A woman has been spared jail after falsely claiming £14,000 in benefits.
Thelma Watson, 51, was handed 175 hours of unpaid work by Sheriff Christine McCrossan when she appeared at Aberdeen Sheriff Court for sentencing, having previously admitted two charges of benefit fraud.
Social security chiefs said the case showed how the department was “rooting out” benefit cheats.
Watson, of Cruikshank Crescent, Aberdeen, previously appeared in court last month and admitted claiming the cash over a period of more than two years.
She pled guilty to failing to notify DWP officials that, having previously declared she was single, she lived with her partner.
Watson claimed £2,111.32 in Jobseekers Allowance between February 5 and September 5, 2012.
She also claimed £11,888.68, in Employment Support Allowance between September 6, 2012, and January 9, 2015.
Defence for Watson, Neil McRobert told the court his client had no previous convictions for dishonesty.

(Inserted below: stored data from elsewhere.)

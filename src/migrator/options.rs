use std::collections::HashSet;

/// File-name filters for a single up/down/refresh call.
///
/// Repeated calls accumulate; names are matched exactly against the logical
/// migration name (slug with hyphens as spaces).
#[derive(Debug, Clone, Default, PartialEq, Eq)]
pub struct MigrationOptions {
    only: HashSet<String>,
    exclude: HashSet<String>,
}

impl MigrationOptions {
    pub fn new() -> Self {
        Self::default()
    }

    /// Restrict the call to these migrations
    pub fn only<I, S>(mut self, names: I) -> Self
    where
        I: IntoIterator<Item = S>,
        S: Into<String>,
    {
        self.only.extend(names.into_iter().map(Into::into));
        self
    }

    /// Leave these migrations out of the call
    pub fn exclude<I, S>(mut self, names: I) -> Self
    where
        I: IntoIterator<Item = S>,
        S: Into<String>,
    {
        self.exclude.extend(names.into_iter().map(Into::into));
        self
    }

    pub fn only_names(&self) -> &HashSet<String> {
        &self.only
    }

    pub fn excluded_names(&self) -> &HashSet<String> {
        &self.exclude
    }
}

He said: “The background is there was a legitimate claim back in 2009, benefits were received thereafter which she was fully entitled to at that stage. She had moved in with the male referred to; that relationship became more serious.

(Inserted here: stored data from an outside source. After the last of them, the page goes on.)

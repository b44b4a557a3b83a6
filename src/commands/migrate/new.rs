use crate::config::Config;
use crate::migration::create_migration_file;
use crate::prompts::{prompt_required_string_with_validation, validate_migration_name};
use anyhow::{Result, bail};
use console::style;
use std::path::{Path, PathBuf};

pub fn cmd_migrate_new(
    config: &Config,
    config_dir: &Path,
    name: Option<&str>,
    stages: &[String],
) -> Result<PathBuf> {
    if !config.cli.allow_new {
        bail!("Creating migrations is disabled: set cli.allow_new to true in the config file");
    }

    let name = prompt_required_string_with_validation(
        name,
        "Enter migration name",
        validate_migration_name,
    )?;

    // `tenant/add users` lands in <root>/tenant
    let (subdir, name) = match name.rsplit_once('/') {
        Some((dir, name)) => (Some(dir), name),
        None => (None, name.as_str()),
    };
    let mut root = config.migrations_root(config_dir);
    if let Some(dir) = subdir.filter(|d| !d.is_empty()) {
        root = root.join(dir);
    }

    let stages = if stages.is_empty() {
        config.cli.stages.as_slice()
    } else {
        stages
    };

    let path = create_migration_file(&root, name.trim(), &config.migrations.extension, stages)?;
    println!(
        "{} Created migration: {}",
        style("✓").green(),
        path.display()
    );
    Ok(path)
}
use crate::migrator::Migrator;
use anyhow::Result;
use console::style;

pub async fn cmd_migrate_init(migrator: &Migrator) -> Result<()> {
    migrator.initialize().await?;

    let files = migrator.files().await;
    println!(
        "{} Ledger table '{}' is ready ({} migration files under {})",
        style("✓").green(),
        migrator.ledger_table(),
        files.len(),
        migrator.root().display()
    );
    Ok(())
}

“Clearly at that stage that is a change in circumstances and she should have told the DWP.”
He added: “She accepts she should have informed the DWP of a change of circumstances. She is deeply remorseful. She appreciated the power the court would have and she is aware of the disposals.”
Mr McRobert said she was “distressed” at the prospect of a custodial sentence.

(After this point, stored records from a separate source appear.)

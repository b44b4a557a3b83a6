use super::parsing::parse_migration_path;
use super::section_parser::{Direction, StageScripts, parse_stage_scripts};
use std::collections::{BTreeSet, HashMap};
use std::path::{Path, PathBuf};

/// One parsed migration file. Immutable once built.
#[derive(Debug, Clone, PartialEq, Eq)]
pub struct MigrationFile {
    path: PathBuf,
    timestamp: i64,
    name: String,
    extension: String,
    up_scripts: HashMap<String, String>,
    down_scripts: HashMap<String, String>,
}

impl MigrationFile {
    /// Build a migration from its path and content.
    ///
    /// Returns `None` when the filename is not `<timestamp>-<slug>.<ext>`;
    /// such files are skipped by the catalog rather than reported.
    pub fn parse(path: &Path, content: &str) -> Option<Self> {
        let parsed = parse_migration_path(path)?;
        let StageScripts { up, down } = parse_stage_scripts(content);

        Some(Self {
            path: path.to_path_buf(),
            timestamp: parsed.timestamp,
            name: parsed.name,
            extension: parsed.extension,
            up_scripts: up,
            down_scripts: down,
        })
    }

    pub fn path(&self) -> &Path {
        &self.path
    }

    pub fn timestamp(&self) -> i64 {
        self.timestamp
    }

    pub fn name(&self) -> &str {
        &self.name
    }

    pub fn extension(&self) -> &str {
        &self.extension
    }

    /// Up script for `stage`, if the file defines one
    pub fn up_script(&self, stage: &str) -> Option<&str> {
        self.up_scripts.get(stage).map(String::as_str)
    }

    /// Down script for `stage`, if the file defines one
    pub fn down_script(&self, stage: &str) -> Option<&str> {
        self.down_scripts.get(stage).map(String::as_str)
    }

    pub fn script(&self, direction: Direction, stage: &str) -> Option<&str> {
        match direction {
            Direction::Up => self.up_script(stage),
            Direction::Down => self.down_script(stage),
        }
    }

    /// True when the up script for `stage` exists and is not empty
    pub fn applies_to(&self, stage: &str) -> bool {
        self.up_script(stage).is_some_and(|s| !s.is_empty())
    }

    /// Every stage mentioned by an up or down section, sorted
    pub fn stages(&self) -> BTreeSet<&str> {
        self.up_scripts
            .keys()
            .chain(self.down_scripts.keys())
            .map(String::as_str)
            .collect()
    }
}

A spokeswoman for the Department of Work and Pensions said: “Only a small minority of people try to cheat the benefits system, but cases like this show how we are rooting out those who are stealing taxpayers’ money and diverting it away from the people who really need it.
“People convicted of fraud shouldn’t be able to benefit from their crimes, so we will always try to get back the money they stole.
“If you suspect someone of fraudulently claiming benefits, then call our National Benefit Fraud Hotline on 0800 854 440.”